"""
//! Indexing and ranking engine for termdex
//!
//! This crate holds everything above the storage contract:
//! - Tokenizer: text → lowercased 1..=4 word n-grams with counts
//! - Indexer: per-term atomic posting and counter updates, with retry
//! - Searcher: query parsing, scoring, paging and record resolution
//! - Deferred jobs: inline, recording and background worker queues
//! - Hooks: per-table field registry and the lifecycle observer
//! - SearchEngine: the facade tying these together
//!
//! The engine never owns host records; it reads them through
//! `EntityRepository` and stores only postings and counters.

#![warn(missing_docs)]
#![warn(clippy::all)]

pub mod background;
pub mod config;
pub mod deferred;
pub mod engine;
pub mod hooks;
pub mod indexer;
pub mod retry;
pub mod search;
pub mod tokenizer;

pub use background::{BackgroundQueue, QueueError, QueueStats};
pub use config::{Backoff, RetryConfig, SearchConfig, CONFIG_FILE_NAME, DEFAULT_QUEUE};
pub use deferred::{IndexJob, InlineQueue, JobHandler, JobQueue, QueuedJob, RecordingQueue};
pub use engine::{SearchEngine, SearchEngineBuilder};
pub use hooks::{ChangeHook, EntityObserver, SearchRegistry};
pub use indexer::{collect_terms, IndexReport, Indexer, UnindexReport};
pub use retry::{RecordingSleeper, RetryPolicy, Sleeper, ThreadSleeper};
pub use search::{paginate, rank, score, ScoredEntity, SearchRequest, Searcher};
pub use tokenizer::{parse_query, tokenize, TermBag, TermOccurrence, MAX_NGRAM};
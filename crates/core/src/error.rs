//! Error types for termdex
//!
//! This module defines all error types used throughout the system.
//! We use `thiserror` for automatic `Display` and `Error` trait implementations.
//!
//! Only two kinds ever reach callers of the indexing entry points:
//! `Configuration` (bad field reference) and, once the retry budget is
//! exhausted, `TransactionAborted`. Missing and negative counters are
//! reported through logs only.

use crate::record::EntityRef;
use std::io;
use thiserror::Error;

/// Result type alias for termdex operations
pub type Result<T> = std::result::Result<T, Error>;

/// Error types for termdex
#[derive(Debug, Error)]
pub enum Error {
    /// A field reference traverses more than one relation or iterable level
    #[error("Invalid field reference '{field}': {reason}")]
    Configuration {
        /// The offending field reference, as written
        field: String,
        /// Why the reference was rejected
        reason: String,
    },

    /// Transaction aborted due to an optimistic-concurrency conflict
    #[error("Transaction aborted: {reason}")]
    TransactionAborted {
        /// Description of the conflict
        reason: String,
    },

    /// Caller supplied an argument that cannot be processed
    #[error("Invalid input: {0}")]
    InvalidInput(String),

    /// An entity required by the operation does not exist
    #[error("Entity not found: {0}")]
    EntityNotFound(EntityRef),

    /// Storage layer error
    #[error("Storage error: {0}")]
    Storage(String),

    /// The deferred work queue rejected a job
    #[error("Queue error: {0}")]
    Queue(String),

    /// Serialization/deserialization error
    #[error("Serialization error: {0}")]
    Serialization(String),

    /// Configuration file could not be parsed or holds invalid values
    #[error("Config error: {0}")]
    Config(String),

    /// I/O error (configuration files)
    #[error("I/O error: {0}")]
    Io(#[from] io::Error),
}

impl Error {
    /// Build a configuration error for `field`
    pub fn configuration(field: impl Into<String>, reason: impl Into<String>) -> Self {
        Error::Configuration {
            field: field.into(),
            reason: reason.into(),
        }
    }

    /// Build a conflict error
    pub fn conflict(reason: impl Into<String>) -> Self {
        Error::TransactionAborted {
            reason: reason.into(),
        }
    }

    /// Build an invalid-input error
    pub fn invalid_input(msg: impl Into<String>) -> Self {
        Error::InvalidInput(msg.into())
    }

    /// Build a storage error
    pub fn storage(msg: impl Into<String>) -> Self {
        Error::Storage(msg.into())
    }

    /// Build a queue error
    pub fn queue(msg: impl Into<String>) -> Self {
        Error::Queue(msg.into())
    }

    /// True for optimistic-concurrency conflicts, the only retryable kind
    pub fn is_conflict(&self) -> bool {
        matches!(self, Error::TransactionAborted { .. })
    }

    /// True for field-reference errors
    pub fn is_configuration(&self) -> bool {
        matches!(self, Error::Configuration { .. })
    }
}

impl From<serde_json::Error> for Error {
    fn from(e: serde_json::Error) -> Self {
        Error::Serialization(e.to_string())
    }
}
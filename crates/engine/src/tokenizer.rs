//! Text tokenizer for indexing and querying
//!
//! Pipeline: lowercase → split on whitespace → every window of 1..=4
//!           adjacent words → join with single spaces → count matches
//!
//! Occurrence counts are non-overlapping substring matches of the term in
//! the lowercased source, so "ana" is counted inside "banana" and a term
//! spanning a double space counts zero.

use rustc_hash::{FxHashMap, FxHashSet};
use serde::{Deserialize, Serialize};
use termdex_core::{Error, Result};

/// Longest n-gram, in words
pub const MAX_NGRAM: usize = 4;

/// A term and how often it occurs in one text
#[derive(Debug, Clone, PartialEq, Eq, Serialize, Deserialize)]
pub struct TermOccurrence {
    /// Normalized term
    pub term: String,
    /// Non-overlapping substring matches in the lowercased source
    pub occurrences: u64,
}

/// Every n-gram window of `text`, in source order, duplicates included.
///
/// # Example
///
/// ```
/// use termdex_engine::tokenizer::ngrams;
///
/// assert_eq!(ngrams("Red Fox"), vec!["red", "red fox", "fox"]);
/// ```
pub fn ngrams(text: &str) -> Vec<String> {
    let lower = text.to_lowercase();
    let words: Vec<&str> = lower.split_whitespace().collect();
    let mut terms = Vec::new();
    for start in 0..words.len() {
        for len in 1..=MAX_NGRAM {
            let Some(window) = words.get(start..start + len) else {
                break;
            };
            let term = window.join(" ");
            if !term.trim().is_empty() {
                terms.push(term);
            }
        }
    }
    terms
}

/// Non-overlapping matches of `term` in `haystack` (both already lowercased)
pub fn count_occurrences(haystack: &str, term: &str) -> u64 {
    if term.is_empty() {
        return 0;
    }
    haystack.matches(term).count() as u64
}

/// Distinct terms of `text` with their counts, in first-seen order.
pub fn tokenize(text: &str) -> Vec<TermOccurrence> {
    let lower = text.to_lowercase();
    let mut seen = FxHashSet::default();
    let mut terms = Vec::new();
    for term in ngrams(text) {
        if seen.insert(term.clone()) {
            let occurrences = count_occurrences(&lower, &term);
            terms.push(TermOccurrence { term, occurrences });
        }
    }
    terms
}

/// Accumulates term counts over several texts of one entity
///
/// Counts of a term seen in more than one text are summed; iteration
/// follows first-seen order.
#[derive(Debug, Default, Clone)]
pub struct TermBag {
    positions: FxHashMap<String, usize>,
    terms: Vec<TermOccurrence>,
}

impl TermBag {
    /// Create an empty bag
    pub fn new() -> Self {
        Self::default()
    }

    /// Tokenize `text` and add its counts
    pub fn add_text(&mut self, text: &str) {
        for occurrence in tokenize(text) {
            self.add(occurrence);
        }
    }

    /// Add one term count
    pub fn add(&mut self, occurrence: TermOccurrence) {
        match self.positions.get(&occurrence.term) {
            Some(&pos) => self.terms[pos].occurrences += occurrence.occurrences,
            None => {
                self.positions.insert(occurrence.term.clone(), self.terms.len());
                self.terms.push(occurrence);
            }
        }
    }

    /// Number of distinct terms
    pub fn len(&self) -> usize {
        self.terms.len()
    }

    /// True if no term was added
    pub fn is_empty(&self) -> bool {
        self.terms.is_empty()
    }

    /// Consume into the ordered term list
    pub fn into_terms(self) -> Vec<TermOccurrence> {
        self.terms
    }
}

/// Split a query string into lowercased terms, shell-style.
///
/// Quoted phrases become a single term. Empty terms are dropped. `#` is an
/// ordinary character, so `#rust` is a term rather than a comment.
///
/// # Errors
///
/// Returns `Error::InvalidInput` for unbalanced quotes or a dangling escape.
pub fn parse_query(query: &str) -> Result<Vec<String>> {
    let lower = escape_comment_marks(&query.to_lowercase());
    let terms = shlex::split(&lower)
        .ok_or_else(|| Error::invalid_input(format!("unbalanced quoting in query: {}", query)))?;
    Ok(terms.into_iter().filter(|t| !t.is_empty()).collect())
}

/// Backslash-escape every unquoted `#` that starts a word
///
/// `shlex` always treats such a `#` as the start of a comment.
fn escape_comment_marks(query: &str) -> String {
    #[derive(Clone, Copy, PartialEq)]
    enum Quote {
        None,
        Single,
        Double,
    }

    let mut out = String::with_capacity(query.len());
    let mut quote = Quote::None;
    let mut escaped = false;
    let mut word_start = true;
    for ch in query.chars() {
        if escaped {
            escaped = false;
            out.push(ch);
            word_start = false;
            continue;
        }
        match (quote, ch) {
            (Quote::None, '#') if word_start => out.push_str("\\#"),
            (Quote::None, '\\') | (Quote::Double, '\\') => {
                escaped = true;
                out.push(ch);
            }
            (Quote::None, '\'') => {
                quote = Quote::Single;
                out.push(ch);
            }
            (Quote::None, '"') => {
                quote = Quote::Double;
                out.push(ch);
            }
            (Quote::Single, '\'') | (Quote::Double, '"') => {
                quote = Quote::None;
                out.push(ch);
            }
            _ => out.push(ch),
        }
        word_start = quote == Quote::None && ch.is_whitespace();
    }
    out
}
//! Storage layer for termdex
//!
//! This crate implements the in-memory backends:
//! - MemoryStore: postings and counters behind a RwLock, with OCC units
//! - MemoryTransaction: read-set tracking and buffered writes
//! - MemoryRepository / Document: a host record store for embedding and tests

#![warn(missing_docs)]
#![warn(clippy::all)]

pub mod document;
pub mod memory;
pub mod repository;
pub mod transaction;

pub use document::Document;
pub use memory::{MemoryStore, StoreStats};
pub use repository::MemoryRepository;
pub use transaction::{validate_read_set, ConflictType, MemoryTransaction, StoreKey, ValidationResult};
"""
TASK REQUIREMENTS
One stretch of the lines above is wanted, from the line that contains "Error::InvalidInput(msg.into())" through the line that contains "only retryable kind". Output it exactly.

RESPONSE BOX
        Error::InvalidInput(msg.into())
    }

    /// Build a storage error
    pub fn storage(msg: impl Into<String>) -> Self {
        Error::Storage(msg.into())
    }

    /// Build a queue error
    pub fn queue(msg: impl Into<String>) -> Self {
        Error::Queue(msg.into())
    }

    /// True for optimistic-concurrency conflicts, the only retryable kind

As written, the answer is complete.